OPINION OF LORD GLENNIE

in the cause

AWD CHASE DE VERE WEALTH MANAGEMENT LIMITED

Pursuer;

against

MELVILLE STREET PROPERTIES LIMITED

Defender:

ญญญญญญญญญญญญญญญญญ________________

Act: Webster; Bell & Scott LLP

Alt: Clubb; HBJ Gateley Wareing

12 November 2009

[1] By a lease dated 4 November and 20 December 2004, the defenders (as landlords) leased to the pursuers (as tenants) subjects known as and forming The First Floor Suite, Cornerstone House, 2 Melville street, Edinburgh. The lease was to run from 29 July 2004 until 28 July 2014, subject to the right of the tenants in terms of clause 2 of the lease, to break the lease after 5 years.

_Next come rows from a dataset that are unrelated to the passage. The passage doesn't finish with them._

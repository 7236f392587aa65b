//! Access control for the workspace files area.
//!
//! Path confinement (no absolute paths, no `..`) keeps snippets inside the
//! files area; the policy decides what they may do there. Checks run during
//! execution against rules loaded from the `[files]` config section and
//! never prompt: a denied operation fails the capability call with an error
//! the snippet can catch.
//!
//! Paths are rooted at `/`, which is the workspace's files directory.
//!
//! ## Example
//!
//! ```rust
//! use easel::config::EaselConfig;
//! use easel::policy::{Operation, Policy, PolicyHandler};
//!
//! let config = EaselConfig::from_toml_str(
//!     r#"
//!     [files]
//!     preset = "read_only"
//!
//!     [[files.rules]]
//!     path = "/output/**"
//!     access = "write"
//!     effect = "allow"
//!     "#,
//! )
//! .unwrap();
//!
//! let policy = Policy::from_config(&config.files).unwrap();
//! assert!(policy.check_access("/output/report.md", Operation::Write, "writeFile").is_allowed());
//! assert!(!policy.check_access("/report.md", Operation::Write, "writeFile").is_allowed());
//! ```

mod rules;

pub use rules::{
    Access, AllowAllPolicy, Effect, FilePolicyConfig, Operation, Policy, PolicyDecision, PolicyError,
    PolicyHandler, Preset, RuleConfig,
};
//! Agent runtime: one model conversation per query, merged with the panel
//! updates its tool calls produce.
//!
//! # Stream shape
//!
//! ```text
//! model (LlmBackend) ──► stream_event / assistant / user / result ──┐
//!                                                                   ├─► merge loop ──► client
//! sandbox (execute tool) ──► PanelUpdateQueue ──► panel_update ─────┘        │
//!                                                                            ▼
//!                                                          StreamAccumulator ─► conversation.json
//! ```
//!
//! # Example
//!
//! ```rust,ignore
//! use std::sync::Arc;
//! use easel::agent::{AgentRuntime, AnthropicBackend, QueryRequest};
//! use easel::sandbox::SandboxManager;
//! use tokio_util::sync::CancellationToken;
//!
//! let backend = AnthropicBackend::from_env(config.anthropic.clone())?;
//! let sandboxes = Arc::new(SandboxManager::from_config(store.clone(), &config)?);
//! let runtime = AgentRuntime::new(store, Arc::new(backend), sandboxes);
//!
//! let mut events = runtime
//!     .query(QueryRequest::new("ws-1", "Chart last week's signups"), CancellationToken::new())
//!     .await?;
//! while let Some(event) = events.recv().await {
//!     println!("{}", serde_json::to_string(&event)?);
//! }
//! ```

mod accumulator;
mod anthropic;
mod backend;
mod messages;
mod runtime;
mod tools;

pub use accumulator::{StreamAccumulator, Transcript};
pub use anthropic::AnthropicBackend;
pub use backend::{LlmBackend, LlmRequest, ProviderError};
pub use messages::{ContentPart, Delta, MessageContent, StreamEvent, StreamMessage, ToolResultContent};
pub use runtime::{AgentRuntime, QueryRequest, RuntimeError};
pub use tools::{EXECUTE_TOOL, PYTHON_TOOL, ToolCall, ToolDefinition, ToolHandler, ToolOutput, WorkspaceTools};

[2] In this action, the pursuers seek declarator that the lease was terminated on 29 July 2009. At the first preliminary hearing in terms of Rule of Court 47.11 on 30 October 2009, parties were agreed that the issue turned entirely upon the effectiveness of the notice served under clause 2 of the lease and, further, that this question could be resolved at debate without the need for evidence. If the notice was effective, then the lease came to an end on 29 July 2009. If it was not, the lease continues until 28 July 2014. Both parties wished the issue to be resolved without undue delay, and the court was able to hear the debate on 6 November 2009. The Commercial Court aims to provide a service to the business community and will endeavour, where possible, to meet the legitimate desire for despatch where it can do so consistently with the requirement of fairness. The commercial procedure under Chapter 47 of the Rules of Court provides the flexibility to enable this to happen. This case, in which the continued life of a contract depends on a short point of construction, is but one example of the type of case suitable for early resolution. Another example is shown by the recent decision of Lord Hodge in MacDonald Estates plc (unreported, 15 September 2009, [2009] CSOH 130), subsequently upheld on appeal. The court is only able to offer this service where parties co-operate, and the parties and their advisers are to be commended on their constructive approach to the litigation.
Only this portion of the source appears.